→ PROBLEM: Among the entries that follow, how many lines contain the string "await"? Write the number alone.

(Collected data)
————————
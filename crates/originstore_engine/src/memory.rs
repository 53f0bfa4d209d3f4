//! In-memory reference engine.
//!
//! `MemoryEngine` implements the full capability contract without any host
//! dependency: versioned databases, one-shot upgrade hooks, and buffered
//! per-bucket transactions. It is suitable for unit tests and for
//! ephemeral storage that does not need persistence.
//!
//! The engine reproduces the open semantics the facade's provisioning
//! algorithm depends on:
//!
//! - a database that does not exist has stored version 0, and the first
//!   open establishes it at the requested version (running the upgrade
//!   hook for the 0 → v transition);
//! - an open requesting a version above the stored version waits until
//!   every other live connection to that database has closed, then runs
//!   the upgrade hook before resolving;
//! - an open requesting a version below the stored version fails.

use crate::engine::{
    BucketTransaction, Connection, DatabaseInfo, SchemaEditor, StorageEngine, TransactionMode,
    UpgradeHook, Version,
};
use crate::error::{EngineError, EngineResult};
use crate::value::{Key, Value};
use async_trait::async_trait;
use parking_lot::{Mutex, RwLock};
use std::collections::{BTreeMap, HashMap};
use std::sync::atomic::{AtomicBool, Ordering};
use std::sync::Arc;
use tokio::sync::Notify;
use tracing::{debug, trace};

/// Per-bucket state: declared key field plus the record map.
///
/// Records live in a `BTreeMap` so `get_all` enumerates keys in the
/// engine-defined order ([`Key`]'s total ordering).
#[derive(Debug, Clone)]
struct BucketState {
    key_field: String,
    records: BTreeMap<Key, Value>,
}

#[derive(Debug, Clone)]
struct DatabaseState {
    version: Version,
    buckets: HashMap<String, BucketState>,
}

/// Shared state for one named database.
struct DatabaseSlot {
    name: String,
    state: RwLock<DatabaseState>,
    /// Number of live connections. Guards version-bump opens.
    live: Mutex<usize>,
    /// Signalled whenever a connection closes.
    closed: Notify,
}

/// An in-memory storage engine.
///
/// Cloning is not provided; share the engine behind an `Arc` the same way
/// a host engine handle would be shared.
#[derive(Default)]
pub struct MemoryEngine {
    databases: Mutex<HashMap<String, Arc<DatabaseSlot>>>,
}

impl MemoryEngine {
    /// Creates a new engine with no databases.
    #[must_use]
    pub fn new() -> Self {
        Self::default()
    }

    /// Returns the slot for `name`, creating an empty one (stored version
    /// 0, i.e. "does not exist yet") if absent.
    fn slot(&self, name: &str) -> Arc<DatabaseSlot> {
        let mut databases = self.databases.lock();
        Arc::clone(databases.entry(name.to_string()).or_insert_with(|| {
            Arc::new(DatabaseSlot {
                name: name.to_string(),
                state: RwLock::new(DatabaseState {
                    version: Version::new(0),
                    buckets: HashMap::new(),
                }),
                live: Mutex::new(0),
                closed: Notify::new(),
            })
        }))
    }
}

impl std::fmt::Debug for MemoryEngine {
    fn fmt(&self, f: &mut std::fmt::Formatter<'_>) -> std::fmt::Result {
        f.debug_struct("MemoryEngine")
            .field("databases", &self.databases.lock().len())
            .finish()
    }
}

#[async_trait]
impl StorageEngine for MemoryEngine {
    async fn list_databases(&self) -> EngineResult<Vec<DatabaseInfo>> {
        let databases = self.databases.lock();
        let mut infos: Vec<DatabaseInfo> = databases
            .values()
            .filter_map(|slot| {
                let state = slot.state.read();
                // Version 0 means the database was never established.
                (state.version.as_u64() > 0).then(|| DatabaseInfo {
                    name: slot.name.clone(),
                    version: state.version,
                })
            })
            .collect();
        infos.sort_by(|a, b| a.name.cmp(&b.name));
        Ok(infos)
    }

    async fn open(
        &self,
        name: &str,
        version: Version,
        on_upgrade: Option<UpgradeHook>,
    ) -> EngineResult<Arc<dyn Connection>> {
        if version.as_u64() == 0 {
            return Err(EngineError::VersionMismatch {
                requested: version,
                stored: Version::new(0),
            });
        }

        let slot = self.slot(name);
        let mut on_upgrade = on_upgrade;

        loop {
            // Arm the wakeup before inspecting the live count so a close
            // between the check and the await cannot be missed.
            let closed = slot.closed.notified();

            {
                let mut live = slot.live.lock();
                let mut state = slot.state.write();

                if version < state.version {
                    debug!(database = name, %version, stored = %state.version, "open rejected");
                    return Err(EngineError::VersionMismatch {
                        requested: version,
                        stored: state.version,
                    });
                }

                if version == state.version {
                    *live += 1;
                    trace!(database = name, %version, "open");
                    return Ok(connect(&slot, version));
                }

                // Version bump: only with exclusive access.
                if *live == 0 {
                    let old_version = state.version;
                    if let Some(hook) = on_upgrade.take() {
                        let snapshot = state.clone();
                        let mut editor = MemoryEditor {
                            state: &mut state,
                            old_version,
                            new_version: version,
                        };
                        if let Err(err) = hook(&mut editor) {
                            *state = snapshot;
                            debug!(database = name, %version, error = %err, "upgrade failed");
                            return Err(EngineError::upgrade_failed(err.to_string()));
                        }
                    }
                    state.version = version;
                    *live += 1;
                    debug!(database = name, from = %old_version, to = %version, "upgraded");
                    return Ok(connect(&slot, version));
                }

                trace!(database = name, %version, live = *live, "open blocked on live connections");
            }

            closed.await;
        }
    }
}

fn connect(slot: &Arc<DatabaseSlot>, version: Version) -> Arc<dyn Connection> {
    Arc::new(MemoryConnection {
        slot: Arc::clone(slot),
        version,
        closed: AtomicBool::new(false),
    })
}

struct MemoryEditor<'a> {
    state: &'a mut DatabaseState,
    old_version: Version,
    new_version: Version,
}

impl SchemaEditor for MemoryEditor<'_> {
    fn create_bucket(&mut self, name: &str, key_field: &str) -> EngineResult<()> {
        if self.state.buckets.contains_key(name) {
            return Err(EngineError::bucket_exists(name));
        }
        self.state.buckets.insert(
            name.to_string(),
            BucketState {
                key_field: key_field.to_string(),
                records: BTreeMap::new(),
            },
        );
        Ok(())
    }

    fn bucket_names(&self) -> Vec<String> {
        let mut names: Vec<String> = self.state.buckets.keys().cloned().collect();
        names.sort();
        names
    }

    fn old_version(&self) -> Version {
        self.old_version
    }

    fn new_version(&self) -> Version {
        self.new_version
    }
}

struct MemoryConnection {
    slot: Arc<DatabaseSlot>,
    version: Version,
    closed: AtomicBool,
}

impl MemoryConnection {
    fn close_now(&self) {
        if !self.closed.swap(true, Ordering::SeqCst) {
            let mut live = self.slot.live.lock();
            *live = live.saturating_sub(1);
            drop(live);
            trace!(database = %self.slot.name, "connection closed");
            self.slot.closed.notify_waiters();
        }
    }
}

#[async_trait]
impl Connection for MemoryConnection {
    fn name(&self) -> &str {
        &self.slot.name
    }

    fn version(&self) -> Version {
        self.version
    }

    fn bucket_names(&self) -> Vec<String> {
        let state = self.slot.state.read();
        let mut names: Vec<String> = state.buckets.keys().cloned().collect();
        names.sort();
        names
    }

    fn key_field(&self, bucket: &str) -> Option<String> {
        let state = self.slot.state.read();
        state
            .buckets
            .get(bucket)
            .map(|bucket_state| bucket_state.key_field.clone())
    }

    async fn transaction(
        &self,
        bucket: &str,
        mode: TransactionMode,
    ) -> EngineResult<Box<dyn BucketTransaction>> {
        if self.is_closed() {
            return Err(EngineError::ConnectionClosed);
        }
        let state = self.slot.state.read();
        let Some(bucket_state) = state.buckets.get(bucket) else {
            return Err(EngineError::bucket_not_found(bucket));
        };
        Ok(Box::new(MemoryTransaction {
            slot: Arc::clone(&self.slot),
            bucket: bucket.to_string(),
            mode,
            working: bucket_state.records.clone(),
            ops: Vec::new(),
            aborted: false,
        }))
    }

    fn close(&self) {
        self.close_now();
    }

    fn is_closed(&self) -> bool {
        self.closed.load(Ordering::SeqCst)
    }
}

impl Drop for MemoryConnection {
    fn drop(&mut self) {
        self.close_now();
    }
}

/// A buffered write operation, replayed on commit.
enum TxnOp {
    Put(Key, Value),
    Delete(Key),
    Clear,
}

struct MemoryTransaction {
    slot: Arc<DatabaseSlot>,
    bucket: String,
    mode: TransactionMode,
    /// Snapshot of the bucket at transaction start, mutated by this
    /// transaction's own writes (read-your-writes).
    working: BTreeMap<Key, Value>,
    ops: Vec<TxnOp>,
    aborted: bool,
}

impl MemoryTransaction {
    fn check_active(&self) -> EngineResult<()> {
        if self.aborted {
            return Err(EngineError::transaction_aborted(
                "an earlier request in this transaction failed",
            ));
        }
        Ok(())
    }

    fn check_writable(&mut self) -> EngineResult<()> {
        self.check_active()?;
        if self.mode == TransactionMode::ReadOnly {
            self.aborted = true;
            return Err(EngineError::ReadOnly {
                bucket: self.bucket.clone(),
            });
        }
        Ok(())
    }
}

#[async_trait]
impl BucketTransaction for MemoryTransaction {
    async fn get(&mut self, key: &Key) -> EngineResult<Option<Value>> {
        self.check_active()?;
        Ok(self.working.get(key).cloned())
    }

    async fn put(&mut self, key: Key, value: Value) -> EngineResult<()> {
        self.check_writable()?;
        self.working.insert(key.clone(), value.clone());
        self.ops.push(TxnOp::Put(key, value));
        Ok(())
    }

    async fn delete(&mut self, key: &Key) -> EngineResult<()> {
        self.check_writable()?;
        self.working.remove(key);
        self.ops.push(TxnOp::Delete(key.clone()));
        Ok(())
    }

    async fn clear(&mut self) -> EngineResult<()> {
        self.check_writable()?;
        self.working.clear();
        self.ops.push(TxnOp::Clear);
        Ok(())
    }

    async fn count(&mut self) -> EngineResult<u64> {
        self.check_active()?;
        Ok(self.working.len() as u64)
    }

    async fn get_all(&mut self) -> EngineResult<Vec<(Key, Value)>> {
        self.check_active()?;
        Ok(self
            .working
            .iter()
            .map(|(k, v)| (k.clone(), v.clone()))
            .collect())
    }

    async fn commit(mut self: Box<Self>) -> EngineResult<()> {
        self.check_active()?;
        if self.ops.is_empty() {
            return Ok(());
        }
        let ops = std::mem::take(&mut self.ops);
        let mut state = self.slot.state.write();
        let Some(bucket_state) = state.buckets.get_mut(&self.bucket) else {
            // Buckets are never deleted; reaching this means the caller
            // outlived the database registry.
            return Err(EngineError::bucket_not_found(&self.bucket));
        };
        for op in ops {
            match op {
                TxnOp::Put(key, value) => {
                    bucket_state.records.insert(key, value);
                }
                TxnOp::Delete(key) => {
                    bucket_state.records.remove(&key);
                }
                TxnOp::Clear => bucket_state.records.clear(),
            }
        }
        Ok(())
    }
}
————————
→ EXERCISE RESULT: 2